Work item — Copy out each line of the data that contains "Deserialize".

[Saved entries]
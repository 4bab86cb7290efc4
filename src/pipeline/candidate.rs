//! Candidate records and their role and label guesses

use std::fmt;

use chrono::NaiveDate;
use serde::{Deserialize, Serialize};

use crate::scoring::{Decision, ScoredUrl, ScoringConfig};
use crate::validator::{ContentMatch, MatchStrength};

/// Reviewing role a call recruits for
#[derive(Debug, Clone, Copy, PartialEq, Eq, Hash, Serialize, Deserialize)]
pub enum Role {
    #[serde(rename = "Reviewer")]
    Reviewer,
    #[serde(rename = "External Reviewer")]
    ExternalReviewer,
    #[serde(rename = "Emergency Reviewer")]
    EmergencyReviewer,
    #[serde(rename = "AEC")]
    Aec,
    #[serde(rename = "SAC")]
    Sac,
    #[serde(rename = "SPC")]
    Spc,
    #[serde(rename = "AC")]
    Ac,
    #[serde(rename = "PC")]
    Pc,
}

/// First matching substring wins
const ROLE_TABLE: &[(&str, Role)] = &[
    ("external reviewer", Role::ExternalReviewer),
    ("emergency reviewer", Role::EmergencyReviewer),
    ("artifact evaluation", Role::Aec),
    ("aec", Role::Aec),
    ("senior area chair", Role::Sac),
    ("senior program committee", Role::Spc),
    ("spc", Role::Spc),
    ("area chair", Role::Ac),
    ("program committee", Role::Pc),
    ("pc", Role::Pc),
];

impl Role {
    /// Guess the role from matched keywords
    pub fn guess(keywords: &[String]) -> Self {
        let keywords: Vec<String> = keywords.iter().map(|kw| kw.to_lowercase()).collect();
        ROLE_TABLE
            .iter()
            .find(|(needle, _)| keywords.iter().any(|kw| kw.contains(needle)))
            .map(|(_, role)| *role)
            .unwrap_or(Role::Reviewer)
    }
}

impl fmt::Display for Role {
    fn fmt(&self, f: &mut fmt::Formatter<'_>) -> fmt::Result {
        f.write_str(match self {
            Role::Reviewer => "Reviewer",
            Role::ExternalReviewer => "External Reviewer",
            Role::EmergencyReviewer => "Emergency Reviewer",
            Role::Aec => "AEC",
            Role::Sac => "SAC",
            Role::Spc => "SPC",
            Role::Ac => "AC",
            Role::Pc => "PC",
        })
    }
}

/// Kind of venue track a call belongs to
#[derive(Debug, Clone, Copy, PartialEq, Eq, Hash, Serialize, Deserialize)]
pub enum Label {
    #[serde(rename = "Main")]
    Main,
    #[serde(rename = "Workshop")]
    Workshop,
    #[serde(rename = "Industry")]
    Industry,
    #[serde(rename = "Shadow/Junior")]
    ShadowJunior,
}

const WORKSHOP_URL_INDICATORS: &[&str] = &[
    "workshop",
    "-ws-",
    "github.io",
    "sites.google.com",
    "/workshops/",
    "/accepted-workshops/",
];

impl Label {
    /// Guess the label from the page URL and matched keywords
    pub fn guess(url: &str, keywords: &[String]) -> Self {
        let url = url.to_lowercase();
        let keywords = keywords.join(" ").to_lowercase();
        let mentions = |terms: &[&str]| {
            terms
                .iter()
                .any(|t| url.contains(t) || keywords.contains(t))
        };

        if WORKSHOP_URL_INDICATORS.iter().any(|i| url.contains(i)) || keywords.contains("workshop") {
            Label::Workshop
        } else if mentions(&["industry", "industrial"]) {
            Label::Industry
        } else if mentions(&["shadow", "junior"]) {
            Label::ShadowJunior
        } else {
            Label::Main
        }
    }
}

impl fmt::Display for Label {
    fn fmt(&self, f: &mut fmt::Formatter<'_>) -> fmt::Result {
        f.write_str(match self {
            Label::Main => "Main",
            Label::Workshop => "Workshop",
            Label::Industry => "Industry",
            Label::ShadowJunior => "Shadow/Junior",
        })
    }
}

/// A page proposed as a recruitment call for one conference
#[derive(Debug, Clone, PartialEq, Serialize, Deserialize)]
pub struct Candidate {
    /// Conference short name
    pub conference: String,

    /// Conference year the call is for
    pub year: i32,

    /// Exploration node, carrying the content score
    #[serde(flatten)]
    pub scored: ScoredUrl,

    /// URL the page was served from after redirects
    pub final_url: String,

    pub role: Role,
    pub label: Label,
    pub publication_date: NaiveDate,
    pub matched_keywords: Vec<String>,
    pub evidence_snippet: String,
    pub strength: MatchStrength,

    /// Weighted score at the time the candidate was built
    pub final_score: f64,

    pub decision: Decision,
}

impl Candidate {
    /// Combine an exploration node with the content check of its page
    pub fn new(
        conference: &str,
        year: i32,
        node: &ScoredUrl,
        found: ContentMatch,
        scoring: &ScoringConfig,
    ) -> Self {
        let scored = node.with_content_score(found.content_score);
        let final_score = scored.final_score(scoring);
        let decision = scored.decision(scoring);

        Self {
            conference: conference.to_string(),
            year,
            role: Role::guess(&found.matched_keywords),
            label: Label::guess(&scored.url, &found.matched_keywords),
            scored,
            final_url: found.final_url,
            publication_date: found.publication_date,
            matched_keywords: found.matched_keywords,
            evidence_snippet: found.evidence_snippet,
            strength: found.strength,
            final_score,
            decision,
        }
    }

    pub fn url(&self) -> &str {
        &self.scored.url
    }
}
//! # Discovery Pipeline Module
//!
//! Ties the components together. For each conference the pipeline:
//!
//! 1. Searches for the homepage and for reviewer pages hosted elsewhere
//! 2. Explores the link graph from those seeds
//! 3. Content-checks the promising, not yet known URLs
//! 4. Turns each match into a `Candidate` with a role, label and decision
//!
//! ## Key Components
//!
//! - `DiscoveryConfig`: Every tunable of a run in one place
//! - `discover_conference`: The steps above for one conference
//! - `run_discovery`: Sequential batch with per-conference failure isolation
//! - `DiscoveryReport`: Ranked, deduplicated candidates plus a success tally

mod batch;
mod candidate;
mod config;
mod discover;

pub use batch::{
    ConferenceFailure, DiscoveryReport, in_recruitment_window, rank_candidates, run_discovery,
    run_discovery_with,
};
pub use candidate::{Candidate, Label, Role};
pub use config::{DiscoveryConfig, DiscoveryConfigBuilder};
pub use discover::{discover_conference, find_seeds};
//! Error types for registry and known-URL loading

use std::path::PathBuf;

use thiserror::Error;

use crate::error::Error as CrateError;

/// Errors that can occur while loading reference data
#[derive(Debug, Error)]
pub enum RegistryError {
    /// File could not be read
    #[error("failed to read {path}: {source}")]
    Io {
        path: PathBuf,
        #[source]
        source: std::io::Error,
    },

    /// File is not valid YAML for the expected shape
    #[error("failed to parse {path}: {source}")]
    Yaml {
        path: PathBuf,
        #[source]
        source: serde_yaml::Error,
    },

    /// Rank or area filter outside the known values
    #[error("invalid filter: {0}")]
    InvalidFilter(String),
}

impl From<RegistryError> for CrateError {
    fn from(err: RegistryError) -> Self {
        CrateError::Registry(err.to_string())
    }
}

Response to this exercise —
use serde::{Deserialize, Serialize};
#[derive(Debug, Clone, Copy, PartialEq, Eq, Hash, Serialize, Deserialize)]
#[derive(Debug, Clone, Copy, PartialEq, Eq, Hash, Serialize, Deserialize)]
#[derive(Debug, Clone, PartialEq, Serialize, Deserialize)]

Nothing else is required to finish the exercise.